I carried Sidney Poitier in my mind for many years. When I was 10, I vividly remember sitting in Milwaukee on the linoleum floor watching that magical moment when he won the Oscar for field lily. I have often told how that moment was a turning point in every way.
I was so inspired by him that I followed his career and watched everything he did as an actor. And then I finally met the man I revered so much when I turned 42.n/a birthday celebration hosted by Quincy Jones. I walked down the stairs, and there he was. He smiled and said, “Oh dear, I’ve been wanting to meet you.” It meant everything.
Years later he came The Oprah Winfrey Show, and I’ll tell you, it was the most nervous I’ve ever been. I didn’t like anything about me that day. I just didn’t feel comfortable, because I wanted to appear the way I wanted him to see me.
We finished the interview and I walked into the control room and sobbed, like the kind of shoulder cry that requires a towel. I thought I hadn’t been smart enough to be the kind of person he would want to know. Then the next day I got a call from Sidney, and he was like, “Honey, I wanted to talk to you because I wasn’t quite myself. I feel like I was absent and therefore contributed to your absence. He continued, “Well, let’s start over, let’s have a real conversation as real friends.” He gave me his number, and that’s how our friendship started.
I chose Sunday for our regular calls. It was like that lazy day you have for yourself. Our discussions were about everything. We talked about what it meant to walk out into the world and have all eyes on you while still being grounded in something bigger than those eyes. There wasn’t a conversation, a moment, or an experience that I shared with him where I didn’t come out expanded. I am so grateful for these calls. Here are some of the invaluable lessons from Sidney that are dear to me:
#1 Stay true to yourself and only yourself.
That night I met Sidney, we found ourselves sitting in the corner talking, talking, talking. I shared with him how hard it was for me to be attacked by black people who thought I wasn’t black enough; didn’t do enough for black people; didn’t do black shows. He said, “It’s always a challenge to make other people’s dreams come true. And that’s what you wear, our dreams. He knew that from experience. He explained that the most important thing you can do is hold on to the dreams you have for yourself, knowing full well who you are, your limits, what you are willing to live and die for. If you can stay with yourself, you will always know what is the best decision for you.
#2 Make others feel seen
Sidney embraced each person as if they were the most important person he had ever met. He was engaging everyone, from the valet to the waiter to the flight attendant, about their background, their family and their aspirations – and he was genuinely interested. When you’re a giant among giants, that’s when you have to be the nicest. It is your responsibility. I felt him in his presence, and I watched him do it. It makes me cry just thinking about it. It goes beyond being a movie star. That’s what it’s like to be a real star on the planet, to shine your light on others to feel the luminosity; so that they feel your light shining on them.
#3 Fill your loved ones
Many Sundays I didn’t go to church, but I went to church with Sidney. I would leave the conversation full. We talked about things that really mattered to us. Now I do the same for my other friends and girl-girls. I try not to spend time talking about trivial things, but to leave everyone with something that will lighten their load or lift it. That’s always the goal.
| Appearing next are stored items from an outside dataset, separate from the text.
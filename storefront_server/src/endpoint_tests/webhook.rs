use actix_web::{http::StatusCode, test::TestRequest, web, web::ServiceConfig};
use chrono::Utc;
use fulfillment_engine::{
    events::EventProducers,
    helpers::{WebhookVerifier, DEFAULT_TOLERANCE},
    traits::{FulfillmentError, InsertOrderResult},
    OrderFinalizer,
    WebhookProcessor,
};
use serde_json::json;
use sf_common::Secret;

use super::{
    helpers::{order, send_request},
    mocks::MockFulfillmentDb,
};
use crate::{data_objects::WebhookSignatureHeader, routes::GatewayWebhookRoute};

const SECRET: &str = "whsec_endpoint_tests";
const HEADER: &str = "Stripe-Signature";
const MUG_ITEMS: &str = r#"[{"productId":"mug","quantity":1}]"#;

fn verifier(secret: &str) -> WebhookVerifier {
    WebhookVerifier::new(Secret::new(secret.to_string()), DEFAULT_TOLERANCE)
}

fn paid_session_event() -> Vec<u8> {
    let event = json!({
        "id": "evt_1",
        "object": "event",
        "type": "checkout.session.completed",
        "data": { "object": {
            "id": "cs_test_1",
            "object": "checkout.session",
            "customer_email": "bob@example.com",
            "payment_status": "paid",
            "metadata": { "items": MUG_ITEMS, "email": "bob@example.com" }
        }}
    });
    serde_json::to_vec(&event).unwrap()
}

fn webhook_request(body: Vec<u8>, header: &str, secret: &str) -> TestRequest {
    let signature = verifier(secret).sign(&body, Utc::now().timestamp());
    TestRequest::post().uri("/webhook").insert_header((header, signature)).set_payload(body)
}

#[actix_web::test]
async fn paid_session_creates_an_order() {
    let mut db = MockFulfillmentDb::new();
    db.expect_fetch_order_for_key().returning(|_| Ok(None));
    db.expect_fulfil_order()
        .withf(|o| o.idempotency_key.as_deref() == Some("evt_1") && o.payment_ref.as_deref() == Some("cs_test_1"))
        .times(1)
        .returning(|o| Ok(InsertOrderResult::Inserted(order(7, &o.email, MUG_ITEMS, 1200, "cs_test_1"))));
    let req = webhook_request(paid_session_event(), HEADER, SECRET);
    let (status, body) = send_request(req, configure(db, HEADER)).await;
    assert_eq!(status, StatusCode::OK);
    assert_eq!(body, r#"{"success":true,"message":"Order #7 created."}"#);
}

#[actix_web::test]
async fn redelivered_event_is_acknowledged() {
    let mut db = MockFulfillmentDb::new();
    db.expect_fetch_order_for_key()
        .times(1)
        .returning(|_| Ok(Some(order(7, "bob@example.com", MUG_ITEMS, 1200, "cs_test_1"))));
    let req = webhook_request(paid_session_event(), HEADER, SECRET);
    let (status, body) = send_request(req, configure(db, HEADER)).await;
    assert_eq!(status, StatusCode::OK);
    assert_eq!(body, r#"{"success":true,"message":"Order #7 already exists."}"#);
}

#[actix_web::test]
async fn forged_signature_touches_nothing() {
    // The mock has no expectations, so any storage call fails the test
    let db = MockFulfillmentDb::new();
    let req = webhook_request(paid_session_event(), HEADER, "whsec_somebody_else");
    let (status, body) = send_request(req, configure(db, HEADER)).await;
    assert_eq!(status, StatusCode::BAD_REQUEST);
    assert!(body.starts_with(r#"{"success":false"#));
}

#[actix_web::test]
async fn missing_signature_is_rejected() {
    let db = MockFulfillmentDb::new();
    let req = TestRequest::post().uri("/webhook").set_payload(paid_session_event());
    let (status, _) = send_request(req, configure(db, HEADER)).await;
    assert_eq!(status, StatusCode::BAD_REQUEST);
}

#[actix_web::test]
async fn signature_header_is_configurable() {
    let db = MockFulfillmentDb::new();
    let req = webhook_request(paid_session_event(), HEADER, SECRET);
    let (status, _) = send_request(req, configure(db, "X-Gateway-Signature")).await;
    assert_eq!(status, StatusCode::BAD_REQUEST);

    let mut db = MockFulfillmentDb::new();
    db.expect_fetch_order_for_key().returning(|_| Ok(None));
    db.expect_fulfil_order()
        .times(1)
        .returning(|o| Ok(InsertOrderResult::Inserted(order(8, &o.email, MUG_ITEMS, 1200, "cs_test_1"))));
    let req = webhook_request(paid_session_event(), "X-Gateway-Signature", SECRET);
    let (status, _) = send_request(req, configure(db, "X-Gateway-Signature")).await;
    assert_eq!(status, StatusCode::OK);
}

#[actix_web::test]
async fn storage_failure_asks_for_redelivery() {
    let mut db = MockFulfillmentDb::new();
    db.expect_fetch_order_for_key().returning(|_| Ok(None));
    db.expect_fulfil_order().returning(|_| Err(FulfillmentError::DatabaseError("database is locked".into())));
    let req = webhook_request(paid_session_event(), HEADER, SECRET);
    let (status, body) = send_request(req, configure(db, HEADER)).await;
    assert_eq!(status, StatusCode::INTERNAL_SERVER_ERROR);
    assert!(body.contains("database is locked"));
}

#[actix_web::test]
async fn other_event_types_are_ignored() {
    let db = MockFulfillmentDb::new();
    let body = serde_json::to_vec(&json!({
        "id": "evt_2",
        "type": "payment_intent.created",
        "data": { "object": { "id": "pi_1" } }
    }))
    .unwrap();
    let req = webhook_request(body, HEADER, SECRET);
    let (status, _) = send_request(req, configure(db, HEADER)).await;
    assert_eq!(status, StatusCode::OK);
}

fn configure(db: MockFulfillmentDb, header: &'static str) -> impl FnOnce(&mut ServiceConfig) {
    move |cfg| {
        let finalizer = OrderFinalizer::new(db, EventProducers::default());
        let api = WebhookProcessor::new(finalizer, verifier(SECRET));
        cfg.service(GatewayWebhookRoute::<MockFulfillmentDb>::new())
            .app_data(web::Data::new(api))
            .app_data(web::Data::new(WebhookSignatureHeader(header.to_string())));
    }
}
use thiserror::Error;

use crate::traits::{ChargeRequest, ChargeResult, HostedSession, SessionRequest};

#[derive(Debug, Clone, PartialEq, Eq, Error)]
pub enum GatewayError {
    #[error("The payment was declined. {0}")]
    Declined(String),
    #[error("The payment gateway did not respond in time. The outcome of the request is unknown.")]
    Timeout,
    #[error("The payment gateway is unavailable. {0}")]
    Unavailable(String),
    #[error("The payment gateway sent an invalid response. {0}")]
    InvalidResponse(String),
}

/// The external payment provider.
#[allow(async_fn_in_trait)]
pub trait PaymentGateway {
    /// Charges the given payment instrument.
    async fn charge(&self, request: ChargeRequest) -> Result<ChargeResult, GatewayError>;

    /// Creates a gateway-hosted checkout session. The buyer completes payment off-site, and the gateway later reports
    /// the outcome through a signed webhook event.
    async fn create_hosted_session(&self, request: SessionRequest) -> Result<HostedSession, GatewayError>;
}
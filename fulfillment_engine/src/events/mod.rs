//! Fire-and-forget notifications out of the engine.
//!
//! Hooks registered in [`EventHooks`] run on their own tasks. A slow or failing hook can never hold up, or roll back,
//! the fulfilment that raised the event.
mod channel;
mod event_types;
mod hooks;

pub use channel::{EventHandler, EventProducer, Handler};
pub use event_types::{OrderPaidEvent, ReconciliationAlertEvent};
pub use hooks::{EventHandlers, EventHooks, EventProducers};
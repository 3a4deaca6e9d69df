use std::{env, env::VarError};

/// There's no real CLI for the server, so just do quick 'n dirty
pub fn handle_command_line_args() -> bool {
    let has_cli_args = env::args().count() > 1;
    if has_cli_args {
        // We don't expect any CLI args, so always print the help
        display_readme();
        display_envs();
    }
    has_cli_args
}

fn display_readme() {
    const README: &str = include_str!("./cli-help.txt");
    println!("\n{README}\n");
}

fn display_envs() {
    // Be explicit about which envars to print. SF_GATEWAY_SECRET_KEY, SF_WEBHOOK_SECRET and SF_OPERATOR_API_KEY
    // are never shown
    const DISPLAY_ENVS: [&str; 13] = [
        "RUST_LOG",
        "SF_HOST",
        "SF_PORT",
        "SF_DATABASE_URL",
        "SF_CATALOG_FILE",
        "SF_GATEWAY_API_URL",
        "SF_GATEWAY_TIMEOUT_MS",
        "SF_WEBHOOK_SIGNATURE_HEADER",
        "SF_WEBHOOK_TOLERANCE_SECS",
        "SF_CHECKOUT_SUCCESS_URL",
        "SF_CHECKOUT_CANCEL_URL",
        "SF_MAIL_RELAY_URL",
        "SF_OPERATOR_ROUTES",
    ];

    println!("Current environment values (EXCLUDING variables that contain secrets):");
    DISPLAY_ENVS.iter().for_each(|&name| {
        let val = match env::var(name) {
            Ok(s) => s,
            Err(VarError::NotPresent) => "Not set".into(),
            Err(VarError::NotUnicode(s)) => format!("Invalid value: {}", s.to_string_lossy()),
        };
        println!("  {name:<35} {val:<15}");
    })
}
use actix_web::{http::StatusCode, test::TestRequest, web, web::ServiceConfig};
use fulfillment_engine::{traits::InventoryError, CatalogApi};
use serde_json::Value;

use super::{
    helpers::{product, send_request},
    mocks::MockFulfillmentDb,
};
use crate::routes::{ProductByIdRoute, ProductsRoute};

#[actix_web::test]
async fn fetch_products() {
    let mut db = MockFulfillmentDb::new();
    db.expect_fetch_products().times(1).returning(|| Ok(vec![product("mug", 1200, 5), product("tee", 2000, 0)]));
    let (status, body) = send_request(TestRequest::get().uri("/products"), configure(db)).await;
    assert_eq!(status, StatusCode::OK);
    let products: Value = serde_json::from_str(&body).unwrap();
    assert_eq!(products[0]["id"], "mug");
    assert_eq!(products[0]["price"], 1200);
    assert_eq!(products[0]["stock"], 5);
    assert_eq!(products[1]["id"], "tee");
    assert_eq!(products[1]["stock"], 0);
}

#[actix_web::test]
async fn fetch_product_by_id() {
    let mut db = MockFulfillmentDb::new();
    db.expect_fetch_product().times(1).returning(|id| Ok(Some(product(id, 1200, 5))));
    let (status, body) = send_request(TestRequest::get().uri("/products/mug"), configure(db)).await;
    assert_eq!(status, StatusCode::OK);
    let product: Value = serde_json::from_str(&body).unwrap();
    assert_eq!(product["name"], "A mug");
}

#[actix_web::test]
async fn fetch_unknown_product() {
    let mut db = MockFulfillmentDb::new();
    db.expect_fetch_product().returning(|_| Ok(None));
    let (status, body) = send_request(TestRequest::get().uri("/products/nope"), configure(db)).await;
    assert_eq!(status, StatusCode::NOT_FOUND);
    assert_eq!(body, r#"{"error":"The data was not found. Product nope does not exist"}"#);
}

#[actix_web::test]
async fn catalog_storage_failure() {
    let mut db = MockFulfillmentDb::new();
    db.expect_fetch_products().returning(|| Err(InventoryError::DatabaseError("database is locked".into())));
    let (status, body) = send_request(TestRequest::get().uri("/products"), configure(db)).await;
    assert_eq!(status, StatusCode::INTERNAL_SERVER_ERROR);
    assert!(body.contains("database is locked"));
}

fn configure(db: MockFulfillmentDb) -> impl FnOnce(&mut ServiceConfig) {
    move |cfg| {
        cfg.service(ProductsRoute::<MockFulfillmentDb>::new())
            .service(ProductByIdRoute::<MockFulfillmentDb>::new())
            .app_data(web::Data::new(CatalogApi::new(db)));
    }
}
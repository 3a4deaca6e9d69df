mod api;
mod config;
mod error;

mod data_objects;

pub use api::GatewayApi;
pub use config::GatewayConfig;
pub use data_objects::{
    CheckoutSession,
    NewCheckoutSession,
    NewPaymentIntent,
    PaymentIntent,
    PaymentIntentStatus,
    SessionLineItem,
};
pub use error::GatewayApiError;
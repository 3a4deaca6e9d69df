use serde::{Deserialize, Serialize};

use crate::{
    db_types::{LineItem, Order},
    fe_api::errors::OrderFlowError,
};

/// A buyer's request to place and pay for an order in one step.
#[derive(Debug, Clone, PartialEq, Eq, Serialize, Deserialize)]
#[serde(rename_all = "camelCase")]
pub struct OrderRequest {
    pub email: String,
    pub items: Vec<LineItem>,
    /// The gateway's reference to the buyer's payment instrument.
    #[serde(default)]
    pub payment_instrument: Option<String>,
    /// A client-chosen key. Resubmitting a request with the same key returns the original order instead of charging
    /// the buyer again.
    #[serde(default)]
    pub idempotency_key: Option<String>,
}

/// A request shape that passed validation. The email is normalized and the payment instrument is known to be present.
#[derive(Debug, Clone, PartialEq, Eq)]
pub struct ValidOrderRequest {
    pub email: String,
    pub items: Vec<LineItem>,
    pub payment_instrument: String,
    pub idempotency_key: Option<String>,
}

impl OrderRequest {
    pub fn validate(self) -> Result<ValidOrderRequest, OrderFlowError> {
        let email = normalize_email(&self.email);
        if !is_plausible_email(&email) {
            return Err(OrderFlowError::InvalidRequest(format!("'{}' is not a valid email address", self.email)));
        }
        if self.items.is_empty() {
            return Err(OrderFlowError::InvalidRequest("The order does not contain any items".into()));
        }
        if let Some(item) = self.items.iter().find(|i| i.quantity <= 0) {
            return Err(OrderFlowError::InvalidRequest(format!(
                "Invalid quantity {} for product {}",
                item.quantity, item.product_id
            )));
        }
        let payment_instrument = self
            .payment_instrument
            .map(|s| s.trim().to_string())
            .filter(|s| !s.is_empty())
            .ok_or_else(|| OrderFlowError::InvalidRequest("A payment instrument is required".into()))?;
        let idempotency_key = self.idempotency_key.map(|k| k.trim().to_string()).filter(|k| !k.is_empty());
        Ok(ValidOrderRequest { email, items: self.items, payment_instrument, idempotency_key })
    }
}

/// The result of a successful call to [`crate::OrderFinalizer::finalize`].
#[derive(Debug, Clone, PartialEq, Eq)]
pub enum FinalizeOutcome {
    /// A new order was created and its stock taken.
    Created(Order),
    /// The idempotency key had already been applied. This is the order it produced; nothing was changed.
    AlreadyApplied(Order),
}

impl FinalizeOutcome {
    pub fn order(&self) -> &Order {
        match self {
            FinalizeOutcome::Created(o) | FinalizeOutcome::AlreadyApplied(o) => o,
        }
    }

    pub fn into_order(self) -> Order {
        match self {
            FinalizeOutcome::Created(o) | FinalizeOutcome::AlreadyApplied(o) => o,
        }
    }

    pub fn is_duplicate(&self) -> bool {
        matches!(self, FinalizeOutcome::AlreadyApplied(_))
    }
}

pub fn normalize_email(email: &str) -> String {
    email.trim().to_lowercase()
}

/// A deliberately loose check. The gateway and the mail relay are the real judges of deliverability.
pub fn is_plausible_email(email: &str) -> bool {
    match email.split_once('@') {
        Some((local, domain)) => {
            !local.is_empty() && !domain.is_empty() && !domain.contains('@') && !email.contains(char::is_whitespace)
        },
        None => false,
    }
}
In 2012 there was a Master class ongoing interview with Sidney for OWN. I just went to support him since someone else was doing the interview. Unusually, I asked to step in and take over. I was so connected to Sidney and knew what to ask because I knew all the stories. The interview lasted eight hours over two days. And believe me, I could have talked to him longer than that.
The pictures for sydney comes from this interview. When director Reginald Hudlin came to me and said, “The family would like you to come as a producer. Would you be interested?” I said, “Yes, and I have the footage!” I said yes because it was about Sidney. I said yes because I wanted to protect his story. J said yes because I wanted the world to experience all it was – the personification of integrity, courage, dignity and possibility I said yes because Sidney Poitier was larger than life and, above all, he was my friend.
The documentary sydney releases Friday, September 23 AppleTV and in theatres.